Saved data entries
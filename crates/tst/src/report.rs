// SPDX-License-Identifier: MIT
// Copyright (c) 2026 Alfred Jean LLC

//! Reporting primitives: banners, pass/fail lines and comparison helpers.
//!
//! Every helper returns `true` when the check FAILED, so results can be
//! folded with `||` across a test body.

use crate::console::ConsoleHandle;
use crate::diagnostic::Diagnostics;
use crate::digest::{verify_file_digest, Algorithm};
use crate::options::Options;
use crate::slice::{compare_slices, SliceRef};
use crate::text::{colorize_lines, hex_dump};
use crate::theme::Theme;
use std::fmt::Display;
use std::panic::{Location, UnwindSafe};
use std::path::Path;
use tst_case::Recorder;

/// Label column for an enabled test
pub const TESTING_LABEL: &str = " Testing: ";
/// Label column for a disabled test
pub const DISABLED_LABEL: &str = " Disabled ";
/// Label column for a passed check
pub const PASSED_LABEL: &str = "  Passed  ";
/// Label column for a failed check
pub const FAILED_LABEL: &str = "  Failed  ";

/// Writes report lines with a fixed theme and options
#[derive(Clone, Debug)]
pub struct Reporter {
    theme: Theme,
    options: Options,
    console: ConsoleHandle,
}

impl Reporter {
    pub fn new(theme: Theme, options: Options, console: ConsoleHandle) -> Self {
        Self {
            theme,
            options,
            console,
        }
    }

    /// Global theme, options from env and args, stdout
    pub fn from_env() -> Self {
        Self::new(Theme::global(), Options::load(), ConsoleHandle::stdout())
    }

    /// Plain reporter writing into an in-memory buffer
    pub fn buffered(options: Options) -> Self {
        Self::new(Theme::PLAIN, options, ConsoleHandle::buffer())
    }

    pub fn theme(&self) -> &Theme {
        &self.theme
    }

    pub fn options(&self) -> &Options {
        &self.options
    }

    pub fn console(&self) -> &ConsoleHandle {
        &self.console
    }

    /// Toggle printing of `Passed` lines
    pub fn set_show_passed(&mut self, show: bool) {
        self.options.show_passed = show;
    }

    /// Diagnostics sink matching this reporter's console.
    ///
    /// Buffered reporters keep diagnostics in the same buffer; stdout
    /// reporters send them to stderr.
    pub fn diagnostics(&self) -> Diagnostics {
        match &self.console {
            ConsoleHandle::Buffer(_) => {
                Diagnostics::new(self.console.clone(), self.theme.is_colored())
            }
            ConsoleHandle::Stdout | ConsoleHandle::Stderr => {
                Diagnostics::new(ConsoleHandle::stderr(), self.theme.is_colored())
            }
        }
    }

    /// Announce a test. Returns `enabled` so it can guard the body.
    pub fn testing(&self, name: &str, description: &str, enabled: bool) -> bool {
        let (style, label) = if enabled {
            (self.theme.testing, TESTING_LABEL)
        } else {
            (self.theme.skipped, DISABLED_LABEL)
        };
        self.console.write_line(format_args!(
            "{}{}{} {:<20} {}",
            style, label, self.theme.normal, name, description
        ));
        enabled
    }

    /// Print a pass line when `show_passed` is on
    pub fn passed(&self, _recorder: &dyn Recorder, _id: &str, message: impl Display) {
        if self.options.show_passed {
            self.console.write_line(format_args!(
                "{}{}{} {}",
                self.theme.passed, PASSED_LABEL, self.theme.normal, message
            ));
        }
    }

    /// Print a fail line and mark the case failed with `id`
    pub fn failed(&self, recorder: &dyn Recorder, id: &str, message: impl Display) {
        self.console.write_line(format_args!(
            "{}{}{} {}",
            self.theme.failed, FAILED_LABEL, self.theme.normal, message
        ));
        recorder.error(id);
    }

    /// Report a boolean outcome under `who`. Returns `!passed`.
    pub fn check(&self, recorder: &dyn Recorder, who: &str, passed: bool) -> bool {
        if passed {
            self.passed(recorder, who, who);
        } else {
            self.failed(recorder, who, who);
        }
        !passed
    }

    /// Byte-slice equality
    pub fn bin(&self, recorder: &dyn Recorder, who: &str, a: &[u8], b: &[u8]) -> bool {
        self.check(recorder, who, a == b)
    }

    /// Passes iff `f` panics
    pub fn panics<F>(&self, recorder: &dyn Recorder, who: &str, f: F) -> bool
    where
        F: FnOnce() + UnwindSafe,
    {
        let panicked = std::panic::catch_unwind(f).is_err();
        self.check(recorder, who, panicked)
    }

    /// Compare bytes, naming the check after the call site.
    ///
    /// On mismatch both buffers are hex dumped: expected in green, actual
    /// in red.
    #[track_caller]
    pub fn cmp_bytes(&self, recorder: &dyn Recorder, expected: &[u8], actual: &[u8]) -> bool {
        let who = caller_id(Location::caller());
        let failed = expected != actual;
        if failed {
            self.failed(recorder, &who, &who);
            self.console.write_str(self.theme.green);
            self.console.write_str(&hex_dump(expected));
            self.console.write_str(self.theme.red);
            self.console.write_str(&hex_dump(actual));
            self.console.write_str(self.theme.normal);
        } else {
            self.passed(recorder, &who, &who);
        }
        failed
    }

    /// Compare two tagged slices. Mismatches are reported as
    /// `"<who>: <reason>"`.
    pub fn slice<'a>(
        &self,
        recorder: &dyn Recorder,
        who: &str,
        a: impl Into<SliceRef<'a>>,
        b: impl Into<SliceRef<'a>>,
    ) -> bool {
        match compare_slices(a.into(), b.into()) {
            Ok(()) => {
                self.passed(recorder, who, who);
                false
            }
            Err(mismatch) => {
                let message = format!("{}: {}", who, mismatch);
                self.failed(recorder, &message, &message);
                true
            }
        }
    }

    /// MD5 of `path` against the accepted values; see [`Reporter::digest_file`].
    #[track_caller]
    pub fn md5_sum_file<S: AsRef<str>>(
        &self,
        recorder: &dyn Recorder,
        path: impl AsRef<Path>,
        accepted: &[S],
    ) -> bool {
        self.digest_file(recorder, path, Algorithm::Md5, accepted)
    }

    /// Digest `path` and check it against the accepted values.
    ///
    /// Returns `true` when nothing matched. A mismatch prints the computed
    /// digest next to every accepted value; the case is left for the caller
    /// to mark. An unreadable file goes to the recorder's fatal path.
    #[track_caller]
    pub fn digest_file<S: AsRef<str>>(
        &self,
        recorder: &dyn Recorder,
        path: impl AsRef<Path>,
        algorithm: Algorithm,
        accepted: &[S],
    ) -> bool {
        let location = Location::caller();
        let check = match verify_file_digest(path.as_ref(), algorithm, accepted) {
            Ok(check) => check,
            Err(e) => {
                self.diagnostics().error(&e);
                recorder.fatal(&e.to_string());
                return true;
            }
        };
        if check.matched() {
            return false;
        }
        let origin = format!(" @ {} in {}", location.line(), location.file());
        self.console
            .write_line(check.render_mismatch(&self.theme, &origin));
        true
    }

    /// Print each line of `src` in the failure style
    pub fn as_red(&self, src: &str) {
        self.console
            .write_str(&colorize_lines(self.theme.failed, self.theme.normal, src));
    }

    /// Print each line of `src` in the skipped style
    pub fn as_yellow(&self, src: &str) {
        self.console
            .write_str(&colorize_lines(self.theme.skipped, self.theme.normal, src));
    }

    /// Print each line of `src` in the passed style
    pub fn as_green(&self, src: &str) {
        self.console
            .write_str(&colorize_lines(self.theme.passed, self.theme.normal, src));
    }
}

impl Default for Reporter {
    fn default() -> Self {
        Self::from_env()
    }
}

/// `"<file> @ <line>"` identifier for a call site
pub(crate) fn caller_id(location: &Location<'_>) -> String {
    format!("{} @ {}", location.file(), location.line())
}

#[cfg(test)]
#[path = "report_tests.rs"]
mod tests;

_What the task requires_:
Give a word-for-word restatement of every record.

_Written response_:
filename crates/tst/src/report.rs
// SPDX-License-Identifier: MIT
// Copyright (c) 2026 Alfred Jean LLC

//! Reporting primitives: banners, pass/fail lines and comparison helpers.
//!
//! Every helper returns `true` when the check FAILED, so results can be
//! folded with `||` across a test body.

use crate::console::ConsoleHandle;
use crate::diagnostic::Diagnostics;
use crate::digest::{verify_file_digest, Algorithm};
use crate::options::Options;
use crate::slice::{compare_slices, SliceRef};
use crate::text::{colorize_lines, hex_dump};
use crate::theme::Theme;
use std::fmt::Display;
use std::panic::{Location, UnwindSafe};
use std::path::Path;
use tst_case::Recorder;

/// Label column for an enabled test
pub const TESTING_LABEL: &str = " Testing: ";
/// Label column for a disabled test
pub const DISABLED_LABEL: &str = " Disabled ";
/// Label column for a passed check
pub const PASSED_LABEL: &str = "  Passed  ";
/// Label column for a failed check
pub const FAILED_LABEL: &str = "  Failed  ";

/// Writes report lines with a fixed theme and options
#[derive(Clone, Debug)]
pub struct Reporter {
    theme: Theme,
    options: Options,
    console: ConsoleHandle,
}

impl Reporter {
    pub fn new(theme: Theme, options: Options, console: ConsoleHandle) -> Self {
        Self {
            theme,
            options,
            console,
        }
    }

    /// Global theme, options from env and args, stdout
    pub fn from_env() -> Self {
        Self::new(Theme::global(), Options::load(), ConsoleHandle::stdout())
    }

    /// Plain reporter writing into an in-memory buffer
    pub fn buffered(options: Options) -> Self {
        Self::new(Theme::PLAIN, options, ConsoleHandle::buffer())
    }

    pub fn theme(&self) -> &Theme {
        &self.theme
    }

    pub fn options(&self) -> &Options {
        &self.options
    }

    pub fn console(&self) -> &ConsoleHandle {
        &self.console
    }

    /// Toggle printing of `Passed` lines
    pub fn set_show_passed(&mut self, show: bool) {
        self.options.show_passed = show;
    }

    /// Diagnostics sink matching this reporter's console.
    ///
    /// Buffered reporters keep diagnostics in the same buffer; stdout
    /// reporters send them to stderr.
    pub fn diagnostics(&self) -> Diagnostics {
        match &self.console {
            ConsoleHandle::Buffer(_) => {
                Diagnostics::new(self.console.clone(), self.theme.is_colored())
            }
            ConsoleHandle::Stdout | ConsoleHandle::Stderr => {
                Diagnostics::new(ConsoleHandle::stderr(), self.theme.is_colored())
            }
        }
    }

    /// Announce a test. Returns `enabled` so it can guard the body.
    pub fn testing(&self, name: &str, description: &str, enabled: bool) -> bool {
        let (style, label) = if enabled {
            (self.theme.testing, TESTING_LABEL)
        } else {
            (self.theme.skipped, DISABLED_LABEL)
        };
        self.console.write_line(format_args!(
            "{}{}{} {:<20} {}",
            style, label, self.theme.normal, name, description
        ));
        enabled
    }

    /// Print a pass line when `show_passed` is on
    pub fn passed(&self, _recorder: &dyn Recorder, _id: &str, message: impl Display) {
        if self.options.show_passed {
            self.console.write_line(format_args!(
                "{}{}{} {}",
                self.theme.passed, PASSED_LABEL, self.theme.normal, message
            ));
        }
    }

    /// Print a fail line and mark the case failed with `id`
    pub fn failed(&self, recorder: &dyn Recorder, id: &str, message: impl Display) {
        self.console.write_line(format_args!(
            "{}{}{} {}",
            self.theme.failed, FAILED_LABEL, self.theme.normal, message
        ));
        recorder.error(id);
    }

    /// Report a boolean outcome under `who`. Returns `!passed`.
    pub fn check(&self, recorder: &dyn Recorder, who: &str, passed: bool) -> bool {
        if passed {
            self.passed(recorder, who, who);
        } else {
            self.failed(recorder, who, who);
        }
        !passed
    }

    /// Byte-slice equality
    pub fn bin(&self, recorder: &dyn Recorder, who: &str, a: &[u8], b: &[u8]) -> bool {
        self.check(recorder, who, a == b)
    }

    /// Passes iff `f` panics
    pub fn panics<F>(&self, recorder: &dyn Recorder, who: &str, f: F) -> bool
    where
        F: FnOnce() + UnwindSafe,
    {
        let panicked = std::panic::catch_unwind(f).is_err();
        self.check(recorder, who, panicked)
    }

    /// Compare bytes, naming the check after the call site.
    ///
    /// On mismatch both buffers are hex dumped: expected in green, actual
    /// in red.
    #[track_caller]
    pub fn cmp_bytes(&self, recorder: &dyn Recorder, expected: &[u8], actual: &[u8]) -> bool {
        let who = caller_id(Location::caller());
        let failed = expected != actual;
        if failed {
            self.failed(recorder, &who, &who);
            self.console.write_str(self.theme.green);
            self.console.write_str(&hex_dump(expected));
            self.console.write_str(self.theme.red);
            self.console.write_str(&hex_dump(actual));
            self.console.write_str(self.theme.normal);
        } else {
            self.passed(recorder, &who, &who);
        }
        failed
    }

    /// Compare two tagged slices. Mismatches are reported as
    /// `"<who>: <reason>"`.
    pub fn slice<'a>(
        &self,
        recorder: &dyn Recorder,
        who: &str,
        a: impl Into<SliceRef<'a>>,
        b: impl Into<SliceRef<'a>>,
    ) -> bool {
        match compare_slices(a.into(), b.into()) {
            Ok(()) => {
                self.passed(recorder, who, who);
                false
            }
            Err(mismatch) => {
                let message = format!("{}: {}", who, mismatch);
                self.failed(recorder, &message, &message);
                true
            }
        }
    }

    /// MD5 of `path` against the accepted values; see [`Reporter::digest_file`].
    #[track_caller]
    pub fn md5_sum_file<S: AsRef<str>>(
        &self,
        recorder: &dyn Recorder,
        path: impl AsRef<Path>,
        accepted: &[S],
    ) -> bool {
        self.digest_file(recorder, path, Algorithm::Md5, accepted)
    }

    /// Digest `path` and check it against the accepted values.
    ///
    /// Returns `true` when nothing matched. A mismatch prints the computed
    /// digest next to every accepted value; the case is left for the caller
    /// to mark. An unreadable file goes to the recorder's fatal path.
    #[track_caller]
    pub fn digest_file<S: AsRef<str>>(
        &self,
        recorder: &dyn Recorder,
        path: impl AsRef<Path>,
        algorithm: Algorithm,
        accepted: &[S],
    ) -> bool {
        let location = Location::caller();
        let check = match verify_file_digest(path.as_ref(), algorithm, accepted) {
            Ok(check) => check,
            Err(e) => {
                self.diagnostics().error(&e);
                recorder.fatal(&e.to_string());
                return true;
            }
        };
        if check.matched() {
            return false;
        }
        let origin = format!(" @ {} in {}", location.line(), location.file());
        self.console
            .write_line(check.render_mismatch(&self.theme, &origin));
        true
    }

    /// Print each line of `src` in the failure style
    pub fn as_red(&self, src: &str) {
        self.console
            .write_str(&colorize_lines(self.theme.failed, self.theme.normal, src));
    }

    /// Print each line of `src` in the skipped style
    pub fn as_yellow(&self, src: &str) {
        self.console
            .write_str(&colorize_lines(self.theme.skipped, self.theme.normal, src));
    }

    /// Print each line of `src` in the passed style
    pub fn as_green(&self, src: &str) {
        self.console
            .write_str(&colorize_lines(self.theme.passed, self.theme.normal, src));
    }
}

impl Default for Reporter {
    fn default() -> Self {
        Self::from_env()
    }
}

/// `"<file> @ <line>"` identifier for a call site
pub(crate) fn caller_id(location: &Location<'_>) -> String {
    format!("{} @ {}", location.file(), location.line())
}

#[cfg(test)]
#[path = "report_tests.rs"]
mod tests;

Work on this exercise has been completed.